Does the ATP and WTA Tours' strike back at Wimbledon essentially decertify the grass-court Grand Slam to a highly-lucrative lawn exhibition event? 




Rublev asserts the ATP's hand was forced to respond because he believes Wimbledon broke an existing agreement.

The seventh-ranked Russian said the ATP and Wimbledon now have a "toxic relationship" and cautions bubbling tension means "only bad things can happen."

"When we have toxic relationship like now, only the bad things can happen," Rublev said. "And in the end...or you let tournaments do what they want and in the end nothing good is going to happen, or you do a step and you show, Okay, guys, enough.

"From now on let's work together. Because if something happen with the tournament, players need to defend it, and if something happens with the players, tournaments need to also to defend.
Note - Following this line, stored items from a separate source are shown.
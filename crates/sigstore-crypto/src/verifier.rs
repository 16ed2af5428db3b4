//! Signature verification

use crate::error::{Error, Result};
use crate::hash::sha256;
use crate::keys::{PublicKey, SigningScheme};
use ed25519_dalek::Verifier as _;
use p256::ecdsa::signature::hazmat::PrehashVerifier;
use p256::ecdsa::signature::Verifier as _;
use sigstore_types::{HashAlgorithm, Sha256Hash};

/// A public key bound to the hash algorithm signatures are checked with
#[derive(Debug, Clone, PartialEq, Eq)]
pub struct Verifier {
    public_key: PublicKey,
    hash_algorithm: HashAlgorithm,
}

impl Verifier {
    /// Bind a public key to a hash algorithm
    ///
    /// Only SHA-256 is accepted. ECDSA P-384 keys verify a SHA-256 digest;
    /// Ed25519 ignores the hash and signs the message directly.
    pub fn load(public_key: PublicKey, hash_algorithm: HashAlgorithm) -> Result<Self> {
        if hash_algorithm != HashAlgorithm::Sha2_256 {
            return Err(Error::UnsupportedAlgorithm(format!(
                "{} verifier with {}",
                public_key.scheme().name(),
                hash_algorithm
            )));
        }
        Ok(Self {
            public_key,
            hash_algorithm,
        })
    }

    pub fn public_key(&self) -> &PublicKey {
        &self.public_key
    }

    pub fn hash_algorithm(&self) -> HashAlgorithm {
        self.hash_algorithm
    }

    pub fn scheme(&self) -> SigningScheme {
        self.public_key.scheme()
    }

    /// Verify `signature` over `message`
    ///
    /// ECDSA signatures are accepted in ASN.1 DER or fixed-size form.
    pub fn verify(&self, message: &[u8], signature: &[u8]) -> Result<()> {
        match &self.public_key {
            PublicKey::EcdsaP256(key) => {
                let sig = parse_p256_signature(signature)?;
                key.verify(message, &sig)
                    .map_err(|e| Error::SignatureInvalid(format!("ECDSA P-256: {}", e)))
            }
            PublicKey::EcdsaP384(_) => self.verify_prehashed(&sha256(message), signature),
            PublicKey::Ed25519(key) => {
                let sig = ed25519_dalek::Signature::from_slice(signature)
                    .map_err(|e| Error::SignatureInvalid(format!("malformed Ed25519 signature: {}", e)))?;
                key.verify(message, &sig)
                    .map_err(|e| Error::SignatureInvalid(format!("Ed25519: {}", e)))
            }
        }
    }

    /// Verify `signature` over a message of which only the SHA-256 digest is known
    pub fn verify_prehashed(&self, digest: &Sha256Hash, signature: &[u8]) -> Result<()> {
        match &self.public_key {
            PublicKey::EcdsaP256(key) => {
                let sig = parse_p256_signature(signature)?;
                key.verify_prehash(digest.as_bytes(), &sig)
                    .map_err(|e| Error::SignatureInvalid(format!("ECDSA P-256: {}", e)))
            }
            PublicKey::EcdsaP384(key) => {
                let sig = parse_p384_signature(signature)?;
                key.verify_prehash(digest.as_bytes(), &sig)
                    .map_err(|e| Error::SignatureInvalid(format!("ECDSA P-384: {}", e)))
            }
            PublicKey::Ed25519(_) => Err(Error::UnsupportedAlgorithm(
                "Ed25519 does not support prehashed verification".to_string(),
            )),
        }
    }
}

fn parse_p256_signature(signature: &[u8]) -> Result<p256::ecdsa::Signature> {
    p256::ecdsa::Signature::from_der(signature)
        .or_else(|_| p256::ecdsa::Signature::from_slice(signature))
        .map_err(|e| Error::SignatureInvalid(format!("malformed ECDSA signature: {}", e)))
}

fn parse_p384_signature(signature: &[u8]) -> Result<p384::ecdsa::Signature> {
    p384::ecdsa::Signature::from_der(signature)
        .or_else(|_| p384::ecdsa::Signature::from_slice(signature))
        .map_err(|e| Error::SignatureInvalid(format!("malformed ECDSA signature: {}", e)))
}
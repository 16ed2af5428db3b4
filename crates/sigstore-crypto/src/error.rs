//! Error types for sigstore-crypto

use thiserror::Error;

/// Errors from signature and certificate primitives
#[derive(Error, Debug)]
pub enum Error {
    /// Public key could not be decoded or is of an unsupported type
    #[error("invalid key: {0}")]
    InvalidKey(String),

    /// Algorithm or operation not supported for the given key
    #[error("unsupported algorithm: {0}")]
    UnsupportedAlgorithm(String),

    /// Signature did not verify
    #[error("signature verification failed: {0}")]
    SignatureInvalid(String),

    /// Certificate could not be parsed
    #[error("certificate error: {0}")]
    Certificate(String),

    /// No valid path from the leaf to the trust anchor
    #[error("certificate path building failed: {0}")]
    PathBuilding(String),
}

/// Result type for sigstore-crypto
pub type Result<T> = std::result::Result<T, Error>;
Only working together tennis can be much, much more success."

Whether unity can come in the wake of this historic chasm between a Grand Slam and the Tours remains to be seen.

Rublev predicts if the game's governing bodies cannot coexist cooperatively it will have catastrophic consequences for the sport.

"Even if, I don't know, Wimbledon, they go together with other slams and will try to create another tour, it will only destroy tennis," Rublev said. "It will destroy glory of tennis for many, many hundreds of years that tennis was building, all the big names they were putting passion into the tennis, results, all the history.

"So in the end, there is only one way, is to work together in a good way, to have not a toxic relationship."